*** Opening of Extracted data ***

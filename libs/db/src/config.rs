//! Database configuration types.
//!
//! These are deserialized straight out of the application configuration
//! (see `greenlight-runtime`). Durations use humantime notation, e.g. `"30s"`.

use serde::{Deserialize, Serialize};
use std::time::Duration;

use crate::ConnectOpts;

/// Connection settings for the single PostgreSQL server backing the data core.
#[derive(Debug, Clone, Deserialize, Serialize, Default)]
#[serde(deny_unknown_fields)]
pub struct DbConnConfig {
    /// Full PostgreSQL DSN. `${VAR}` placeholders are expanded from the environment.
    pub url: String,
    /// Shorthand for `pool.max_conns`; the pool section wins when both are set.
    pub max_conns: Option<u32>,
    #[serde(default)]
    pub pool: Option<PoolCfg>,
}

#[derive(Debug, Clone, Deserialize, Serialize, Default, PartialEq)]
#[serde(deny_unknown_fields)]
pub struct PoolCfg {
    pub max_conns: Option<u32>,
    pub min_conns: Option<u32>,
    #[serde(with = "humantime_serde", default)]
    pub acquire_timeout: Option<Duration>,
    #[serde(with = "humantime_serde", default)]
    pub idle_timeout: Option<Duration>,
    #[serde(with = "humantime_serde", default)]
    pub max_lifetime: Option<Duration>,
    pub test_before_acquire: Option<bool>,
}

impl DbConnConfig {
    /// Resolve pool knobs on top of [`ConnectOpts::default`].
    pub fn connect_opts(&self) -> ConnectOpts {
        let mut opts = ConnectOpts::default();
        if let Some(n) = self.max_conns {
            opts.max_conns = Some(n);
        }
        if let Some(pool) = &self.pool {
            pool.apply_to(&mut opts);
        }
        opts
    }
}

impl PoolCfg {
    /// Overlay the explicitly configured fields onto `opts`.
    pub fn apply_to(&self, opts: &mut ConnectOpts) {
        if let Some(n) = self.max_conns {
            opts.max_conns = Some(n);
        }
        if let Some(n) = self.min_conns {
            opts.min_conns = Some(n);
        }
        if let Some(t) = self.acquire_timeout {
            opts.acquire_timeout = Some(t);
        }
        if let Some(t) = self.idle_timeout {
            opts.idle_timeout = Some(t);
        }
        if let Some(t) = self.max_lifetime {
            opts.max_lifetime = Some(t);
        }
        if let Some(b) = self.test_before_acquire {
            opts.test_before_acquire = b;
        }
    }
}
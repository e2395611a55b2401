//! Process-level plumbing shared by Greenlight binaries: layered configuration
//! and logging setup.

pub mod config;
pub mod logging;

pub use config::{AppConfig, Environment, LoggingConfig, Section};
pub use logging::init_logging_from_config;
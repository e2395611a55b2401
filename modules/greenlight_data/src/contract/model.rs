use std::fmt;

use chrono::{DateTime, Utc};
use serde::de::{self, Visitor};
use serde::{Deserialize, Deserializer, Serialize, Serializer};
use zeroize::Zeroizing;

/// Movie runtime in minutes.
///
/// On the wire it is a quoted numeric string (`"102"`); both the quoted and
/// the bare numeric forms are accepted on input.
#[derive(Debug, Clone, Copy, Default, PartialEq, Eq, PartialOrd, Ord, Hash)]
pub struct Runtime(pub i32);

impl Runtime {
    pub fn minutes(self) -> i32 {
        self.0
    }

    pub fn is_zero(&self) -> bool {
        self.0 == 0
    }
}

impl fmt::Display for Runtime {
    fn fmt(&self, f: &mut fmt::Formatter<'_>) -> fmt::Result {
        write!(f, "{}", self.0)
    }
}

impl Serialize for Runtime {
    fn serialize<S: Serializer>(&self, serializer: S) -> Result<S::Ok, S::Error> {
        serializer.collect_str(&self.0)
    }
}

impl<'de> Deserialize<'de> for Runtime {
    fn deserialize<D: Deserializer<'de>>(deserializer: D) -> Result<Self, D::Error> {
        struct RuntimeVisitor;

        impl<'de> Visitor<'de> for RuntimeVisitor {
            type Value = Runtime;

            fn expecting(&self, f: &mut fmt::Formatter<'_>) -> fmt::Result {
                f.write_str("a runtime in minutes, as an integer or a numeric string")
            }

            fn visit_i64<E: de::Error>(self, v: i64) -> Result<Runtime, E> {
                i32::try_from(v)
                    .map(Runtime)
                    .map_err(|_| E::custom("invalid runtime format"))
            }

            fn visit_u64<E: de::Error>(self, v: u64) -> Result<Runtime, E> {
                i32::try_from(v)
                    .map(Runtime)
                    .map_err(|_| E::custom("invalid runtime format"))
            }

            fn visit_str<E: de::Error>(self, v: &str) -> Result<Runtime, E> {
                v.parse::<i32>()
                    .map(Runtime)
                    .map_err(|_| E::custom("invalid runtime format"))
            }
        }

        deserializer.deserialize_any(RuntimeVisitor)
    }
}

/// A movie record. `id`, `created_at` and `version` are assigned by the store.
#[derive(Debug, Clone, Default, PartialEq, Eq)]
pub struct Movie {
    pub id: i64,
    pub created_at: DateTime<Utc>,
    pub title: String,
    pub year: i32,
    pub runtime: Runtime,
    pub genres: Vec<String>,
    pub version: i32,
}

/// Data for creating a new movie.
#[derive(Debug, Clone, Default)]
pub struct NewMovie {
    pub title: String,
    pub year: i32,
    pub runtime: Runtime,
    pub genres: Vec<String>,
}

/// Partial update; `None` leaves the field untouched.
#[derive(Debug, Clone, Default)]
pub struct MoviePatch {
    pub title: Option<String>,
    pub year: Option<i32>,
    pub runtime: Option<Runtime>,
    pub genres: Option<Vec<String>>,
}

impl From<NewMovie> for Movie {
    fn from(new: NewMovie) -> Self {
        Self {
            title: new.title,
            year: new.year,
            runtime: new.runtime,
            genres: new.genres,
            ..Default::default()
        }
    }
}

impl Movie {
    pub fn apply(&mut self, patch: &MoviePatch) {
        if let Some(title) = &patch.title {
            self.title = title.clone();
        }
        if let Some(year) = patch.year {
            self.year = year;
        }
        if let Some(runtime) = patch.runtime {
            self.runtime = runtime;
        }
        if let Some(genres) = &patch.genres {
            self.genres = genres.clone();
        }
    }
}

/// A user's password in its two forms.
///
/// The plaintext only lives for the duration of a request and is wiped on
/// drop; the hash is the only form that reaches the store. A missing hash is
/// an explicit state, checked with [`Password::has_hash`].
#[derive(Clone, Default)]
pub struct Password {
    pub(crate) plaintext: Option<Zeroizing<String>>,
    pub(crate) hash: Option<String>,
}

impl Password {
    /// Wrap a hash loaded from the store.
    pub fn from_hash(hash: impl Into<String>) -> Self {
        Self {
            plaintext: None,
            hash: Some(hash.into()),
        }
    }

    pub fn has_hash(&self) -> bool {
        self.hash.is_some()
    }

    pub fn hash(&self) -> Option<&str> {
        self.hash.as_deref()
    }

    pub fn plaintext(&self) -> Option<&str> {
        self.plaintext.as_ref().map(|p| p.as_str())
    }

    /// The stored hash of a fully-formed user.
    ///
    /// # Panics
    /// When no hash was ever set: the caller skipped `Password::set`.
    #[track_caller]
    pub fn expect_hash(&self) -> &str {
        match self.hash.as_deref() {
            Some(hash) => hash,
            None => panic!("missing password hash for user"),
        }
    }
}

impl fmt::Debug for Password {
    fn fmt(&self, f: &mut fmt::Formatter<'_>) -> fmt::Result {
        f.debug_struct("Password")
            .field("plaintext", &self.plaintext.as_ref().map(|_| "<redacted>"))
            .field("hash", &self.hash.as_ref().map(|_| "<redacted>"))
            .finish()
    }
}

/// A user account. The email is unique across all users.
#[derive(Debug, Clone, Default)]
pub struct User {
    pub id: i64,
    pub created_at: DateTime<Utc>,
    pub name: String,
    pub email: String,
    pub password: Password,
    pub activated: bool,
    pub version: i32,
}

/// Data for registering a new user.
#[derive(Clone, Default)]
pub struct NewUser {
    pub name: String,
    pub email: String,
    pub password: String,
}

impl fmt::Debug for NewUser {
    fn fmt(&self, f: &mut fmt::Formatter<'_>) -> fmt::Result {
        f.debug_struct("NewUser")
            .field("name", &self.name)
            .field("email", &self.email)
            .finish_non_exhaustive()
    }
}

/// Partial update of a user; `password` replaces the stored hash.
#[derive(Clone, Default)]
pub struct UserPatch {
    pub name: Option<String>,
    pub email: Option<String>,
    pub password: Option<String>,
    pub activated: Option<bool>,
}

impl fmt::Debug for UserPatch {
    fn fmt(&self, f: &mut fmt::Formatter<'_>) -> fmt::Result {
        f.debug_struct("UserPatch")
            .field("name", &self.name)
            .field("email", &self.email)
            .field("password", &self.password.as_ref().map(|_| "<redacted>"))
            .field("activated", &self.activated)
            .finish()
    }
}

/// Pagination summary for a listing. Every field is zero when nothing matched,
/// and zero fields are left out of the JSON form.
#[derive(Debug, Clone, Copy, Default, PartialEq, Eq, Serialize, Deserialize)]
pub struct Metadata {
    #[serde(default, skip_serializing_if = "is_zero")]
    pub current_page: i64,
    #[serde(default, skip_serializing_if = "is_zero")]
    pub page_size: i64,
    #[serde(default, skip_serializing_if = "is_zero")]
    pub first_page: i64,
    #[serde(default, skip_serializing_if = "is_zero")]
    pub last_page: i64,
    #[serde(default, skip_serializing_if = "is_zero")]
    pub total_records: i64,
}

fn is_zero(v: &i64) -> bool {
    *v == 0
}

#[cfg(test)]
mod tests {
    use super::*;

    #[test]
    fn runtime_serializes_as_quoted_number() {
        assert_eq!(serde_json::to_string(&Runtime(102)).unwrap(), "\"102\"");
    }

    #[test]
    fn runtime_accepts_number_or_numeric_string() {
        let a: Runtime = serde_json::from_str("\"107\"").unwrap();
        let b: Runtime = serde_json::from_str("107").unwrap();
        assert_eq!(a, Runtime(107));
        assert_eq!(a, b);
    }

    #[test]
    fn runtime_rejects_other_input() {
        assert!(serde_json::from_str::<Runtime>("\"107 mins\"").is_err());
        assert!(serde_json::from_str::<Runtime>("true").is_err());
        assert!(serde_json::from_str::<Runtime>("99999999999").is_err());
    }

    #[test]
    fn patch_only_touches_provided_fields() {
        let mut movie = Movie {
            id: 4,
            title: "Moana".into(),
            year: 2016,
            runtime: Runtime(107),
            genres: vec!["animation".into()],
            version: 2,
            ..Default::default()
        };
        movie.apply(&MoviePatch {
            year: Some(2017),
            ..Default::default()
        });
        assert_eq!(movie.title, "Moana");
        assert_eq!(movie.year, 2017);
        assert_eq!(movie.runtime, Runtime(107));
        assert_eq!(movie.version, 2);
    }

    #[test]
    fn password_debug_never_shows_secrets() {
        let pw = Password {
            plaintext: Some(Zeroizing::new("pa55word!".to_string())),
            hash: Some("$argon2id$v=19$secret".to_string()),
        };
        let out = format!("{pw:?}");
        assert!(!out.contains("pa55word"));
        assert!(!out.contains("argon2id"));

        let patch = UserPatch {
            password: Some("hunter22".into()),
            ..Default::default()
        };
        assert!(!format!("{patch:?}").contains("hunter22"));
        let new_user = NewUser {
            password: "hunter22".into(),
            ..Default::default()
        };
        assert!(!format!("{new_user:?}").contains("hunter22"));
    }

    #[test]
    #[should_panic(expected = "missing password hash")]
    fn expect_hash_panics_without_hash() {
        let _ = Password::default().expect_hash();
    }

    #[test]
    fn empty_metadata_serializes_to_empty_object() {
        assert_eq!(serde_json::to_string(&Metadata::default()).unwrap(), "{}");
    }
}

*** Close of Extracted data ***

**Action item**
Copy the records above exactly, please, but only from the first line through the line containing "both are set.".

**Task answer**
filename libs/db/src/config.rs
//! Database configuration types.
//!
//! These are deserialized straight out of the application configuration
//! (see `greenlight-runtime`). Durations use humantime notation, e.g. `"30s"`.

use serde::{Deserialize, Serialize};
use std::time::Duration;

use crate::ConnectOpts;

/// Connection settings for the single PostgreSQL server backing the data core.
#[derive(Debug, Clone, Deserialize, Serialize, Default)]
#[serde(deny_unknown_fields)]
pub struct DbConnConfig {
    /// Full PostgreSQL DSN. `${VAR}` placeholders are expanded from the environment.
    pub url: String,
    /// Shorthand for `pool.max_conns`; the pool section wins when both are set.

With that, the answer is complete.